Me and the soon to be Mrs. Camacho Junior took a trip to see my cousin who just graduated from high school. Along the way we took the time to smoke a Rocky Patel Connecticut. Life is good.


----------



## big04deuce (May 16, 2008)

What a nice way to spend "quality time" on the way to big event. Nice!!!


----------



## karmaz00 (Dec 5, 2007)

very nice


----------



## The EVP (Dec 21, 2007)

I miss Wilmington...


----------



## Paint (Mar 1, 2008)

Good times "road trip".


----------



## jitzy (Jan 7, 2007)

awesome you have to love the road trip


----------



## Webmeister (Jun 12, 2007)

How long are/were you in Wilmington? You should look up our resident Slow Triathlete when in town.


----------



## Diana (Feb 13, 2007)

Looks like you guys had a great time!!


----------



## LkyLindy (Feb 1, 2008)

Nice Ride


----------



## texasmatt (Feb 25, 2008)

A girl that doesn't just mind the smoke, but enjoys it as well? Hold on to that one!


----------



## eggwhites (Apr 20, 2008)

looks like a good time to me!


----------



## amateurke (Mar 28, 2008)

thats the benefit to lif in a big country!! You can smoke a cigar just when you riding to your cousine!! If I light up a cigar when i leave, and I have to ride till it is finisht, I probably past one ar two borders!! :lol:


----------



## ibosmiley-cl (Apr 15, 2007)

Very nice indeed.

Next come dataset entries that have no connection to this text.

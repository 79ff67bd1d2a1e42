use proptest::prelude::*;
use tasker_dynamic::models::CompletionPolicy;
use tasker_dynamic::orchestration::SubWorkflowStatus;

pub fn policy_strategy() -> impl Strategy<Value = CompletionPolicy> {
    prop_oneof![
        Just(CompletionPolicy::FailFast),
        Just(CompletionPolicy::ContinueThenFail),
        Just(CompletionPolicy::AllMustSucceed),
    ]
}

/// One simulated run: plan size, parallelism, the terminal status each
/// index will eventually report, and the order in which in-flight
/// sub-workflows finish
#[derive(Debug, Clone)]
pub struct RunScenario {
    pub count: u32,
    pub parallelism: u32,
    pub policy: CompletionPolicy,
    pub outcomes: Vec<SubWorkflowStatus>,
    /// Each pick selects `pick % in_flight.len()` among in-flight rows
    pub picks: Vec<usize>,
    /// Report `running` before the terminal status
    pub report_running: bool,
}

impl RunScenario {
    pub fn outcome(&self, index: u32) -> SubWorkflowStatus {
        self.outcomes[index as usize]
    }
}

pub fn run_scenario_strategy() -> impl Strategy<Value = RunScenario> {
    (1u32..=6, 1u32..=4, policy_strategy(), any::<bool>()).prop_flat_map(
        |(count, parallelism, policy, report_running)| {
            (
                prop::collection::vec(
                    prop_oneof![
                        4 => Just(SubWorkflowStatus::Success),
                        1 => Just(SubWorkflowStatus::Failure),
                    ],
                    count as usize,
                ),
                prop::collection::vec(any::<usize>(), (count * 2) as usize),
            )
                .prop_map(move |(outcomes, picks)| RunScenario {
                    count,
                    parallelism,
                    policy,
                    outcomes,
                    picks,
                    report_running,
                })
        },
    )
}

/// Comma-separated token lists with blanks and padding mixed in
pub fn token_list_strategy() -> impl Strategy<Value = String> {
    prop::collection::vec("[a-z]{1,3}|\\s*|  [a-z]{1,2} ", 0..6).prop_map(|tokens| tokens.join(","))
}
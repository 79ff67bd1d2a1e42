//! # PostgreSQL Launch Repository
//!
//! Stores ledger rows in `tasker_dynamic_sub_workflow_launches` (see
//! `migrations/`). Status transitions are guarded in SQL with
//! `UPDATE ... WHERE status = $expected`, which gives per-row atomic
//! compare-and-set under read-committed isolation.

use super::repository::{LaunchRepository, LaunchUpdate, RepositoryResult};
use crate::error::RepositoryError;
use crate::models::{
    LaunchStatus, ResolvedDefinition, SubWorkflowLaunch, TaskInstanceId,
};
use async_trait::async_trait;
use chrono::{DateTime, Utc};
use sqlx::{FromRow, PgPool};
use std::collections::BTreeMap;
use uuid::Uuid;

const SELECT_COLUMNS: &str = r#"
    SELECT parent_task_instance_id, launch_index, definition_code, definition_version,
           parameters, command_id, sub_workflow_instance_id, status, last_observed_at
    FROM tasker_dynamic_sub_workflow_launches
"#;

/// Raw column values of a ledger row
#[derive(Debug, Clone, FromRow)]
pub struct LaunchRecord {
    pub parent_task_instance_id: i64,
    pub launch_index: i64,
    pub definition_code: i64,
    pub definition_version: i32,
    pub parameters: serde_json::Value,
    pub command_id: Option<Uuid>,
    pub sub_workflow_instance_id: Option<i64>,
    pub status: String,
    pub last_observed_at: DateTime<Utc>,
}

impl TryFrom<LaunchRecord> for SubWorkflowLaunch {
    type Error = RepositoryError;

    fn try_from(record: LaunchRecord) -> Result<Self, Self::Error> {
        let index = u32::try_from(record.launch_index).map_err(|_| RepositoryError::CorruptRow {
            parent_task_instance_id: record.parent_task_instance_id,
            index: 0,
            reason: format!("launch_index {} out of range", record.launch_index),
        })?;
        let corrupt = |reason: String| RepositoryError::CorruptRow {
            parent_task_instance_id: record.parent_task_instance_id,
            index,
            reason,
        };

        let status: LaunchStatus = record.status.parse().map_err(corrupt)?;
        let parameters: BTreeMap<String, String> =
            serde_json::from_value(record.parameters.clone())
                .map_err(|e| corrupt(format!("invalid parameters: {e}")))?;

        if status == LaunchStatus::Planned && record.sub_workflow_instance_id.is_some() {
            return Err(corrupt("planned row carries a sub-workflow instance".to_string()));
        }

        Ok(SubWorkflowLaunch {
            parent_task_instance_id: record.parent_task_instance_id,
            index,
            definition: ResolvedDefinition {
                definition_code: record.definition_code,
                version: record.definition_version,
            },
            parameters,
            command_id: record.command_id,
            sub_workflow_instance_id: record.sub_workflow_instance_id,
            status,
            last_observed_at: record.last_observed_at,
        })
    }
}

#[derive(Debug, Clone)]
pub struct PgLaunchRepository {
    pool: PgPool,
}

impl PgLaunchRepository {
    pub fn new(pool: PgPool) -> Self {
        Self { pool }
    }

    pub fn pool(&self) -> &PgPool {
        &self.pool
    }
}

#[async_trait]
impl LaunchRepository for PgLaunchRepository {
    async fn insert_missing(&self, launches: &[SubWorkflowLaunch]) -> RepositoryResult<usize> {
        let mut tx = self.pool.begin().await?;
        let mut inserted = 0u64;

        for launch in launches {
            let parameters = serde_json::to_value(&launch.parameters).map_err(|e| {
                RepositoryError::CorruptRow {
                    parent_task_instance_id: launch.parent_task_instance_id,
                    index: launch.index,
                    reason: format!("unserializable parameters: {e}"),
                }
            })?;

            let result = sqlx::query(
                r#"
                INSERT INTO tasker_dynamic_sub_workflow_launches
                (parent_task_instance_id, launch_index, definition_code, definition_version,
                 parameters, status, last_observed_at)
                VALUES ($1, $2, $3, $4, $5, $6, $7)
                ON CONFLICT (parent_task_instance_id, launch_index) DO NOTHING
                "#,
            )
            .bind(launch.parent_task_instance_id)
            .bind(i64::from(launch.index))
            .bind(launch.definition.definition_code)
            .bind(launch.definition.version)
            .bind(parameters)
            .bind(launch.status.as_str())
            .bind(launch.last_observed_at)
            .execute(&mut *tx)
            .await?;

            inserted += result.rows_affected();
        }

        tx.commit().await?;
        Ok(inserted as usize)
    }

    async fn find(
        &self,
        parent_task_instance_id: TaskInstanceId,
        index: u32,
    ) -> RepositoryResult<Option<SubWorkflowLaunch>> {
        let query = format!(
            "{SELECT_COLUMNS} WHERE parent_task_instance_id = $1 AND launch_index = $2"
        );
        let record = sqlx::query_as::<_, LaunchRecord>(&query)
            .bind(parent_task_instance_id)
            .bind(i64::from(index))
            .fetch_optional(&self.pool)
            .await?;

        record.map(SubWorkflowLaunch::try_from).transpose()
    }

    async fn list(
        &self,
        parent_task_instance_id: TaskInstanceId,
    ) -> RepositoryResult<Vec<SubWorkflowLaunch>> {
        let query = format!(
            "{SELECT_COLUMNS} WHERE parent_task_instance_id = $1 ORDER BY launch_index ASC"
        );
        let records = sqlx::query_as::<_, LaunchRecord>(&query)
            .bind(parent_task_instance_id)
            .fetch_all(&self.pool)
            .await?;

        records.into_iter().map(SubWorkflowLaunch::try_from).collect()
    }

    async fn compare_and_set(
        &self,
        parent_task_instance_id: TaskInstanceId,
        index: u32,
        expected: LaunchStatus,
        update: &LaunchUpdate,
    ) -> RepositoryResult<bool> {
        let result = sqlx::query(
            r#"
            UPDATE tasker_dynamic_sub_workflow_launches
            SET status = $4,
                command_id = COALESCE($5, command_id),
                sub_workflow_instance_id = COALESCE($6, sub_workflow_instance_id),
                last_observed_at = $7
            WHERE parent_task_instance_id = $1
              AND launch_index = $2
              AND status = $3
            "#,
        )
        .bind(parent_task_instance_id)
        .bind(i64::from(index))
        .bind(expected.as_str())
        .bind(update.status.as_str())
        .bind(update.command_id)
        .bind(update.sub_workflow_instance_id)
        .bind(update.observed_at)
        .execute(&self.pool)
        .await?;

        Ok(result.rows_affected() == 1)
    }
}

Good way to pass that drive.


----------



## Doogie (Oct 15, 2007)

road trips are great when you get to enjoy a cigar


----------



## Camacho Junior (May 29, 2008)

amateurke said:


> thats the benefit to lif in a big country!! You can smoke a cigar just when you riding to your cousine!! If I light up a cigar when i leave, and I have to ride till it is finisht, I probably past one ar two borders!! :lol:


WOW! Is Belgium that small?:eeek:


----------